The real-world observational prospective study of health outcomes with dulaglutide and liraglutide in patients with type 2 diabetes (TROPHIES): Final, 24-month analysis of time to first significant treatment change, treatment persistence and clinical outcomes.
Diabetes Obes Metab · 2023
Last updated 2026-05-28In a 24-month study of 2,005 people with type 2 diabetes starting their first injectable diabetes medication, 28.2% of those on dulaglutide and 45.2% of those on liraglutide needed a major change to their treatment. Patients on dulaglutide were less likely to need such a change and stayed on their medication longer than those on liraglutide.
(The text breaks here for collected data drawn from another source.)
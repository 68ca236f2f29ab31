//! `hotplug monitor` — follow devices as the daemon rebroadcasts them.

use anyhow::{Context, Result};
use chrono::Local;
use clap::Args;
use colored::Colorize;

use hotplug_core::Device;
use hotplug_daemon::monitor;

#[derive(Args, Debug)]
pub struct MonitorArgs {
    /// Print each device as one JSON line.
    #[arg(long)]
    pub json: bool,

    /// Exit after this many devices.
    #[arg(long)]
    pub count: Option<usize>,
}

impl MonitorArgs {
    pub fn run(self) -> Result<()> {
        let home = hotplug_core::home_dir()?;
        let mut seen = 0usize;
        let mut failure = None;

        monitor(&home, |device| {
            let line = if self.json {
                serde_json::to_string(&device).map_err(anyhow::Error::from)
            } else {
                Ok(describe(&device))
            };
            match line {
                Ok(line) => println!("{line}"),
                Err(err) => {
                    failure = Some(err);
                    return false;
                }
            }
            seen += 1;
            self.count.map_or(true, |limit| seen < limit)
        })
        .context("monitor connection failed")?;

        match failure {
            Some(err) => Err(err.context("failed to render device")),
            None => Ok(()),
        }
    }
}

fn describe(device: &Device) -> String {
    let mut out = format!(
        "{} {:<8} {} ({})",
        Local::now().format("%H:%M:%S%.3f").to_string().bright_black(),
        device.action.to_string().cyan().bold(),
        device.devpath,
        if device.subsystem.is_empty() { "-" } else { device.subsystem.as_str() },
    );
    for (key, value) in &device.properties {
        out.push_str(&format!("\n    {key}={value}"));
    }
    if !device.tags.is_empty() {
        let tags: Vec<&str> = device.tags.iter().map(String::as_str).collect();
        out.push_str(&format!("\n    tags: {}", tags.join(",")));
    }
    out
}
Both drugs led to similar improvements in blood sugar control (about a 1% drop in HbA1c) and weight loss (around 3.4 kg on average).
AI summary of the abstract below.
| Journal | Diabetes Obes Metab, 2023 |
|---|---|
| Citations | 5 |
| Relative citation ratio | 0.64 |
| NIH percentile | 36 |
| Molecules | liraglutide, dulaglutide |
| Conditions studied | Type 2 Diabetes |
Abstract
AIMS: To present the final results of the TROPHIES study (The real-world observational prospective study of health outcomes with dulaglutide and liraglutide in patients with type 2 diabetes).
MATERIALS AND METHODS: The prospective, real-world TROPHIES study included patients with type 2 diabetes initiating their first injectable glucose-lowering medication (GLM), dulaglutide or liraglutide, in France, Germany and Italy. The primary endpoint was the time spent on dulaglutide or liraglutide until a significant treatment change over 24 months. Other endpoints measured persistence with treatment, clinical outcomes (glycated haemoglobin [HbA1c] and weight) and treatment patterns. Kaplan-Meier estimates of time to first significant treatment change and persistence with treatment were generated. Propensity-score-based inverse probability of treatment weighting (IPTW) was used to adjust for baseline imbalances in the comparison between cohorts.
RESULTS: The 286 of 1014 patients (28.2%) in the dulaglutide cohort and 448 of 991 patients (45.2%) in the liraglutide cohort had a significant treatment change over 24 months. By IPTW analysis, dulaglutide-initiating patients were less likely to have a significant treatment change (hazard ratio [HR] 0.54, 95% confidence interval [CI] 0.46-0.63) and more likely to be persistent with treatment (HR 0.69, 95% CI 0.56-0.86) over 24 months than liraglutide-initiating patients. Dulaglutide and liraglutide yielded similar HbA1c (-11.80 mmol/mol [1.08%] and -11.91 mmol/mol [1.09%]) and weight (-3.5 kg and -3.3 kg) reductions from baseline to 24 months. Few changes in patterns of treatment with other GLMs were observed in the two cohorts.
CONCLUSIONS: Dulaglutide-initiating patients had a longer time spent without any significant treatment change and higher persistence than those initiating liraglutide. Treatment with either glucagon-like peptide-1 receptor agonist yielded similar and clinically meaningful reductions in HbA1c and body weight.